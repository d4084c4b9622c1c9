//! Page-scoped stores.
//!
//! Each store owns the data one view needs, orchestrates the service calls
//! that fill it and, where the view supports back navigation, persists a
//! snapshot to session storage.

pub mod async_action;
pub mod detail;
pub mod home;
pub mod navigation;
pub mod resource;
pub mod search;
pub mod task;

#[cfg(test)]
pub(crate) mod testing;

use std::sync::{RwLock, RwLockReadGuard, RwLockWriteGuard};
use std::time::Duration;

use crate::constants::intervals;

pub use async_action::AsyncAction;
pub use detail::AnimeDetailStore;
pub use home::HomeStore;
pub use navigation::{Location, NavigationStore};
pub use resource::ResourceStore;
pub use search::SearchStore;
pub use task::{CloseReason, TaskActions, TaskEvent, TaskStore};

/// Timing knobs shared by the persisting stores.
#[derive(Debug, Clone, Copy)]
pub struct StoreSettings {
    /// How long a loaded calendar counts as fresh.
    pub calendar_ttl: Duration,

    /// Quiet period before a snapshot is written to session storage.
    pub persist_debounce: Duration,
}

impl Default for StoreSettings {
    fn default() -> Self {
        Self {
            calendar_ttl: intervals::CALENDAR_CACHE_TTL,
            persist_debounce: intervals::PERSIST_DEBOUNCE,
        }
    }
}

#[derive(Debug, Clone, Default, PartialEq, Eq)]
pub enum LoadState {
    #[default]
    Empty,
    Loading,
    Ready,
    Failed(String),
}

impl LoadState {
    #[must_use]
    pub const fn is_loading(&self) -> bool {
        matches!(self, Self::Loading)
    }

    #[must_use]
    pub fn error(&self) -> Option<&str> {
        match self {
            Self::Failed(message) => Some(message),
            _ => None,
        }
    }
}

fn read<T>(lock: &RwLock<T>) -> RwLockReadGuard<'_, T> {
    lock.read().unwrap_or_else(|e| e.into_inner())
}

fn write<T>(lock: &RwLock<T>) -> RwLockWriteGuard<'_, T> {
    lock.write().unwrap_or_else(|e| e.into_inner())
}
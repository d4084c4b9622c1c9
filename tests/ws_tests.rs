//! Live task progress over a real WebSocket.

mod common;

use std::sync::Arc;
use std::sync::atomic::{AtomicBool, AtomicUsize, Ordering};
use std::time::Duration;

use axum::Json;
use axum::Router;
use axum::extract::ws::{Message, WebSocket, WebSocketUpgrade};
use axum::extract::{Path, State};
use axum::response::Response;
use axum::routing::get;
use ikuyo::live::{ChannelConnector, ChannelEvent, WsConnector};
use ikuyo::models::TaskStatus;
use ikuyo::services::{HttpCrawlerApi, HttpSchedulerApi};
use ikuyo::stores::{CloseReason, TaskEvent, TaskStore};
use serde_json::{Value, json};
use tokio::sync::broadcast;

use common::{client, feedback, serve, task};

#[derive(Clone, Default)]
struct Backend {
    list_calls: Arc<AtomicUsize>,
    client_closed: Arc<AtomicBool>,
}

/// Task 1 reports progress then completes, task 2 pushes an error payload,
/// task 3 stays silent until the client leaves.
async fn progress(socket: WebSocket, task_id: u64, backend: Backend) {
    let script: Vec<Value> = match task_id {
        1 => vec![
            json!({ "task_id": 1, "percentage": 50.0, "processed_items": 5, "total_items": 10 }),
            json!({ "task_id": 1, "percentage": 100.0, "final_status": "completed" }),
        ],
        2 => vec![json!({ "error": "Task not found", "code": "task_not_found" })],
        _ => vec![],
    };

    let mut socket = socket;
    for message in script {
        if socket
            .send(Message::Text(message.to_string().into()))
            .await
            .is_err()
        {
            return;
        }
    }

    while let Some(Ok(message)) = socket.recv().await {
        if matches!(message, Message::Close(_)) {
            backend.client_closed.store(true, Ordering::SeqCst);
            break;
        }
    }
}

async fn upgrade(
    Path(task_id): Path<u64>,
    State(backend): State<Backend>,
    ws: WebSocketUpgrade,
) -> Response {
    ws.on_upgrade(move |socket| progress(socket, task_id, backend))
}

async fn setup() -> (String, Backend) {
    let backend = Backend::default();
    let api = Router::new()
        .route(
            "/crawler/tasks",
            get(|State(backend): State<Backend>| async move {
                backend.list_calls.fetch_add(1, Ordering::SeqCst);
                Json(json!([task(1, "running"), task(2, "running"), task(3, "running")]))
            }),
        )
        .route("/crawler/tasks/{id}/ws", get(upgrade))
        .with_state(backend.clone());
    (serve(api).await, backend)
}

fn store(base: &str) -> TaskStore {
    let http = client(base, &feedback());
    TaskStore::new(
        Arc::new(HttpCrawlerApi::new(http.clone())),
        Arc::new(HttpSchedulerApi::new(http)),
        Arc::new(WsConnector::new(base).expect("ws connector")),
    )
}

async fn closed_event(events: &mut broadcast::Receiver<TaskEvent>, id: u64) -> CloseReason {
    loop {
        let event = tokio::time::timeout(Duration::from_secs(5), events.recv())
            .await
            .expect("timed out waiting for channel close")
            .expect("event stream ended");
        if let TaskEvent::ChannelClosed { task_id, reason } = event
            && task_id == id
        {
            return reason;
        }
    }
}

async fn eventually(check: impl Fn() -> bool) -> bool {
    for _ in 0..100 {
        if check() {
            return true;
        }
        tokio::time::sleep(Duration::from_millis(20)).await;
    }
    false
}

#[tokio::test]
async fn connector_streams_pushed_objects() {
    let (base, _) = setup().await;
    let connector = WsConnector::new(&base).expect("ws connector");
    assert!(connector.task_url(1).starts_with("ws://127.0.0.1:"));

    let mut channel = connector.connect(1).await.expect("connect");
    assert_eq!(channel.task_id(), 1);

    let Some(ChannelEvent::Message(first)) = channel.next().await else {
        panic!("expected a progress message");
    };
    assert_eq!(first.get("percentage"), Some(&json!(50.0)));

    let Some(ChannelEvent::Message(last)) = channel.next().await else {
        panic!("expected the final message");
    };
    assert_eq!(last.get("final_status"), Some(&json!("completed")));
    channel.close();
}

#[tokio::test]
async fn terminal_status_closes_the_channel() {
    let (base, backend) = setup().await;
    let tasks = store(&base);
    tasks.fetch_tasks().await.expect("tasks");
    let mut events = tasks.subscribe();

    assert!(tasks.start_progress(1).await.expect("start"));
    let reason = closed_event(&mut events, 1).await;
    assert_eq!(reason, CloseReason::Finished(TaskStatus::Completed));

    let task = tasks.task(1).expect("task 1");
    assert_eq!(task.status, TaskStatus::Completed);
    assert_eq!(task.percentage, Some(100.0));
    assert_eq!(task.processed_items, Some(5));
    assert!(!tasks.is_tracking(1));
    assert!(eventually(|| backend.client_closed.load(Ordering::SeqCst)).await);
}

#[tokio::test]
async fn error_payload_tears_down_and_refetches() {
    let (base, backend) = setup().await;
    let tasks = store(&base);
    tasks.fetch_tasks().await.expect("tasks");
    let mut events = tasks.subscribe();

    tasks.start_progress(2).await.expect("start");
    let reason = closed_event(&mut events, 2).await;
    assert!(matches!(reason, CloseReason::Failed(ref m) if m.contains("task_not_found")));
    assert!(!tasks.is_tracking(2));
    assert!(eventually(|| backend.list_calls.load(Ordering::SeqCst) == 2).await);
}

#[tokio::test]
async fn stop_all_closes_open_channels() {
    let (base, backend) = setup().await;
    let tasks = store(&base);

    tasks.start_progress(3).await.expect("start");
    assert_eq!(tasks.tracked(), vec![3]);

    tasks.stop_all();
    assert!(tasks.tracked().is_empty());
    assert!(eventually(|| backend.client_closed.load(Ordering::SeqCst)).await);
}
****************
**What to produce:** Make an exact copy of the whole listing, so that no line is lost.

**Task output:**
repository d4084c4b9622c1c9
//! Page-scoped stores.
//!
//! Each store owns the data one view needs, orchestrates the service calls
//! that fill it and, where the view supports back navigation, persists a
//! snapshot to session storage.

pub mod async_action;
pub mod detail;
pub mod home;
pub mod navigation;
pub mod resource;
pub mod search;
pub mod task;

#[cfg(test)]
pub(crate) mod testing;

use std::sync::{RwLock, RwLockReadGuard, RwLockWriteGuard};
use std::time::Duration;

use crate::constants::intervals;

pub use async_action::AsyncAction;
pub use detail::AnimeDetailStore;
pub use home::HomeStore;
pub use navigation::{Location, NavigationStore};
pub use resource::ResourceStore;
pub use search::SearchStore;
pub use task::{CloseReason, TaskActions, TaskEvent, TaskStore};

/// Timing knobs shared by the persisting stores.
#[derive(Debug, Clone, Copy)]
pub struct StoreSettings {
    /// How long a loaded calendar counts as fresh.
    pub calendar_ttl: Duration,

    /// Quiet period before a snapshot is written to session storage.
    pub persist_debounce: Duration,
}

impl Default for StoreSettings {
    fn default() -> Self {
        Self {
            calendar_ttl: intervals::CALENDAR_CACHE_TTL,
            persist_debounce: intervals::PERSIST_DEBOUNCE,
        }
    }
}

#[derive(Debug, Clone, Default, PartialEq, Eq)]
pub enum LoadState {
    #[default]
    Empty,
    Loading,
    Ready,
    Failed(String),
}

impl LoadState {
    #[must_use]
    pub const fn is_loading(&self) -> bool {
        matches!(self, Self::Loading)
    }

    #[must_use]
    pub fn error(&self) -> Option<&str> {
        match self {
            Self::Failed(message) => Some(message),
            _ => None,
        }
    }
}

fn read<T>(lock: &RwLock<T>) -> RwLockReadGuard<'_, T> {
    lock.read().unwrap_or_else(|e| e.into_inner())
}

fn write<T>(lock: &RwLock<T>) -> RwLockWriteGuard<'_, T> {
    lock.write().unwrap_or_else(|e| e.into_inner())
}
repository d4084c4b9622c1c9
filename tests/ws_tests.rs
//! Live task progress over a real WebSocket.

mod common;

use std::sync::Arc;
use std::sync::atomic::{AtomicBool, AtomicUsize, Ordering};
use std::time::Duration;

use axum::Json;
use axum::Router;
use axum::extract::ws::{Message, WebSocket, WebSocketUpgrade};
use axum::extract::{Path, State};
use axum::response::Response;
use axum::routing::get;
use ikuyo::live::{ChannelConnector, ChannelEvent, WsConnector};
use ikuyo::models::TaskStatus;
use ikuyo::services::{HttpCrawlerApi, HttpSchedulerApi};
use ikuyo::stores::{CloseReason, TaskEvent, TaskStore};
use serde_json::{Value, json};
use tokio::sync::broadcast;

use common::{client, feedback, serve, task};

#[derive(Clone, Default)]
struct Backend {
    list_calls: Arc<AtomicUsize>,
    client_closed: Arc<AtomicBool>,
}

/// Task 1 reports progress then completes, task 2 pushes an error payload,
/// task 3 stays silent until the client leaves.
async fn progress(socket: WebSocket, task_id: u64, backend: Backend) {
    let script: Vec<Value> = match task_id {
        1 => vec![
            json!({ "task_id": 1, "percentage": 50.0, "processed_items": 5, "total_items": 10 }),
            json!({ "task_id": 1, "percentage": 100.0, "final_status": "completed" }),
        ],
        2 => vec![json!({ "error": "Task not found", "code": "task_not_found" })],
        _ => vec![],
    };

    let mut socket = socket;
    for message in script {
        if socket
            .send(Message::Text(message.to_string().into()))
            .await
            .is_err()
        {
            return;
        }
    }

    while let Some(Ok(message)) = socket.recv().await {
        if matches!(message, Message::Close(_)) {
            backend.client_closed.store(true, Ordering::SeqCst);
            break;
        }
    }
}

async fn upgrade(
    Path(task_id): Path<u64>,
    State(backend): State<Backend>,
    ws: WebSocketUpgrade,
) -> Response {
    ws.on_upgrade(move |socket| progress(socket, task_id, backend))
}

async fn setup() -> (String, Backend) {
    let backend = Backend::default();
    let api = Router::new()
        .route(
            "/crawler/tasks",
            get(|State(backend): State<Backend>| async move {
                backend.list_calls.fetch_add(1, Ordering::SeqCst);
                Json(json!([task(1, "running"), task(2, "running"), task(3, "running")]))
            }),
        )
        .route("/crawler/tasks/{id}/ws", get(upgrade))
        .with_state(backend.clone());
    (serve(api).await, backend)
}

fn store(base: &str) -> TaskStore {
    let http = client(base, &feedback());
    TaskStore::new(
        Arc::new(HttpCrawlerApi::new(http.clone())),
        Arc::new(HttpSchedulerApi::new(http)),
        Arc::new(WsConnector::new(base).expect("ws connector")),
    )
}

async fn closed_event(events: &mut broadcast::Receiver<TaskEvent>, id: u64) -> CloseReason {
    loop {
        let event = tokio::time::timeout(Duration::from_secs(5), events.recv())
            .await
            .expect("timed out waiting for channel close")
            .expect("event stream ended");
        if let TaskEvent::ChannelClosed { task_id, reason } = event
            && task_id == id
        {
            return reason;
        }
    }
}

async fn eventually(check: impl Fn() -> bool) -> bool {
    for _ in 0..100 {
        if check() {
            return true;
        }
        tokio::time::sleep(Duration::from_millis(20)).await;
    }
    false
}

#[tokio::test]
async fn connector_streams_pushed_objects() {
    let (base, _) = setup().await;
    let connector = WsConnector::new(&base).expect("ws connector");
    assert!(connector.task_url(1).starts_with("ws://127.0.0.1:"));

    let mut channel = connector.connect(1).await.expect("connect");
    assert_eq!(channel.task_id(), 1);

    let Some(ChannelEvent::Message(first)) = channel.next().await else {
        panic!("expected a progress message");
    };
    assert_eq!(first.get("percentage"), Some(&json!(50.0)));

    let Some(ChannelEvent::Message(last)) = channel.next().await else {
        panic!("expected the final message");
    };
    assert_eq!(last.get("final_status"), Some(&json!("completed")));
    channel.close();
}

#[tokio::test]
async fn terminal_status_closes_the_channel() {
    let (base, backend) = setup().await;
    let tasks = store(&base);
    tasks.fetch_tasks().await.expect("tasks");
    let mut events = tasks.subscribe();

    assert!(tasks.start_progress(1).await.expect("start"));
    let reason = closed_event(&mut events, 1).await;
    assert_eq!(reason, CloseReason::Finished(TaskStatus::Completed));

    let task = tasks.task(1).expect("task 1");
    assert_eq!(task.status, TaskStatus::Completed);
    assert_eq!(task.percentage, Some(100.0));
    assert_eq!(task.processed_items, Some(5));
    assert!(!tasks.is_tracking(1));
    assert!(eventually(|| backend.client_closed.load(Ordering::SeqCst)).await);
}

#[tokio::test]
async fn error_payload_tears_down_and_refetches() {
    let (base, backend) = setup().await;
    let tasks = store(&base);
    tasks.fetch_tasks().await.expect("tasks");
    let mut events = tasks.subscribe();

    tasks.start_progress(2).await.expect("start");
    let reason = closed_event(&mut events, 2).await;
    assert!(matches!(reason, CloseReason::Failed(ref m) if m.contains("task_not_found")));
    assert!(!tasks.is_tracking(2));
    assert!(eventually(|| backend.list_calls.load(Ordering::SeqCst) == 2).await);
}

#[tokio::test]
async fn stop_all_closes_open_channels() {
    let (base, backend) = setup().await;
    let tasks = store(&base);

    tasks.start_progress(3).await.expect("start");
    assert_eq!(tasks.tracked(), vec![3]);

    tasks.stop_all();
    assert!(tasks.tracked().is_empty());
    assert!(eventually(|| backend.client_closed.load(Ordering::SeqCst)).await);
}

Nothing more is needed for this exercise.